A ccording to International Data Corporation (IDC), big data and business analytics generated nearly $122 billion in revenue worldwide in 2015. And that’s a fraction of what it’s expected to reach in the next five years. Based on its projections, IDC expects the big data business to reach $187 billion in 2019 (IDC press release). Why the growth? In large part, it’s due to the potential of predictive analytics.

Predictive analytics is the use of advanced data science to offer a “forecast” of the future. In essence, predictive analytics tools use algorithms to analyze data sets—both past and present—to build models that can be used to predict future activities, behaviors, trends, and risks with a high degree of probability. The more data analyzed, the better the models—hence, more accurate predictions. That’s the value of big data.

With the prevalence of big data, every industry is exploring ways to use analytics to improve their operations and to further their objectives. And that includes law enforcement.

For law enforcement officials, protecting citizens and reducing crime are their top priorities. However, much of law enforcement, by nature, is reactive; a crime occurs and officers respond. But law enforcement agencies would prefer to spend less time collecting facts and evidence after an incident occurs and more time on prevention.

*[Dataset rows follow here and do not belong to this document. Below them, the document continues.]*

//! PCM helpers. Pure functions, no I/O.

/// Size of the canonical RIFF/WAVE header written by [`pcm_to_wav`].
pub const WAV_HEADER_LEN: usize = 44;

/// Wraps little-endian 16-bit PCM in a minimal WAV container.
pub fn pcm_to_wav(pcm: &[u8], sample_rate: u32, channels: u16) -> Vec<u8> {
    let data_len = pcm.len() as u32;
    let block_align = channels * 2;
    let byte_rate = sample_rate * u32::from(block_align);
    let mut buf = Vec::with_capacity(WAV_HEADER_LEN + pcm.len());

    buf.extend_from_slice(b"RIFF");
    buf.extend_from_slice(&(36 + data_len).to_le_bytes());
    buf.extend_from_slice(b"WAVE");

    buf.extend_from_slice(b"fmt ");
    buf.extend_from_slice(&16u32.to_le_bytes()); // chunk size
    buf.extend_from_slice(&1u16.to_le_bytes()); // PCM
    buf.extend_from_slice(&channels.to_le_bytes());
    buf.extend_from_slice(&sample_rate.to_le_bytes());
    buf.extend_from_slice(&byte_rate.to_le_bytes());
    buf.extend_from_slice(&block_align.to_le_bytes());
    buf.extend_from_slice(&16u16.to_le_bytes()); // bits per sample

    buf.extend_from_slice(b"data");
    buf.extend_from_slice(&data_len.to_le_bytes());
    buf.extend_from_slice(pcm);

    buf
}

/// Reads the PCM payload length back out of a WAV produced by [`pcm_to_wav`].
pub fn wav_data_len(wav: &[u8]) -> Option<usize> {
    if wav.len() < WAV_HEADER_LEN || &wav[0..4] != b"RIFF" || &wav[36..40] != b"data" {
        return None;
    }
    let len = u32::from_le_bytes([wav[40], wav[41], wav[42], wav[43]]);
    Some(len as usize)
}

/// Decodes little-endian 16-bit PCM bytes. A trailing odd byte is ignored.
pub fn pcm_to_samples(pcm: &[u8]) -> Vec<i16> {
    pcm.chunks_exact(2)
        .map(|pair| i16::from_le_bytes([pair[0], pair[1]]))
        .collect()
}

pub fn samples_to_pcm(samples: &[i16]) -> Vec<u8> {
    let mut pcm = Vec::with_capacity(samples.len() * 2);
    for sample in samples {
        pcm.extend_from_slice(&sample.to_le_bytes());
    }
    pcm
}

/// Playback duration of a PCM buffer in milliseconds.
pub fn pcm_duration_ms(pcm_len: usize, sample_rate: u32, channels: u16) -> u64 {
    let bytes_per_second = u64::from(sample_rate) * u64::from(channels) * 2;
    if bytes_per_second == 0 {
        return 0;
    }
    pcm_len as u64 * 1000 / bytes_per_second
}
//! Background tasks for the voice agent.
//!
//! Includes:
//! - Sweeping sessions whose room dropped or emptied.
//! - Checking the backend connection and reconnecting when it is down.

use crate::manager::SessionManager;
use std::sync::Arc;
use tokio::time::{interval, Duration, MissedTickBehavior};
use tokio_util::sync::CancellationToken;

/// Runs [`SessionManager::sweep`] every `period` until cancelled.
pub async fn run_sweep(manager: Arc<SessionManager>, period: Duration, cancel: CancellationToken) {
    let mut ticker = interval(period);
    ticker.set_missed_tick_behavior(MissedTickBehavior::Delay);
    ticker.tick().await;

    loop {
        tokio::select! {
            () = cancel.cancelled() => break,
            _ = ticker.tick() => {}
        }

        let removed = manager.sweep().await;
        if removed > 0 {
            tracing::info!(
                removed,
                remaining = manager.session_count(),
                "swept idle sessions"
            );
        }
    }
    tracing::debug!("session sweep stopped");
}

/// Runs [`SessionManager::check_liveness`] every `period` until cancelled.
pub async fn run_liveness(
    manager: Arc<SessionManager>,
    period: Duration,
    cancel: CancellationToken,
) {
    let mut ticker = interval(period);
    ticker.set_missed_tick_behavior(MissedTickBehavior::Delay);
    ticker.tick().await;

    loop {
        tokio::select! {
            () = cancel.cancelled() => break,
            _ = ticker.tick() => {}
        }

        if let Err(e) = manager.check_liveness().await {
            tracing::error!(error = %e, "failed to restore backend connection");
        }
    }
    tracing::debug!("liveness check stopped");
}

With that goal in mind, law enforcement is applying predictive analytics in hopes of improving their chances of preventing crime before it occurs. It’s called “predictive policing,” and it’s based on advanced analysis of data sets compiled from various sources and indicators, such as past crime statistics (i.e., crime type, location, date/time), 911 calls, and trends to help better inform officers. For example, Pittsburgh is undertaking a pilot program where officers will use maps generated by predictive analytics algorithms to “show locations where crime is likely to occur”(AAAS article). Some believe this capability will help officers become more proactive and more effective at preventing crime.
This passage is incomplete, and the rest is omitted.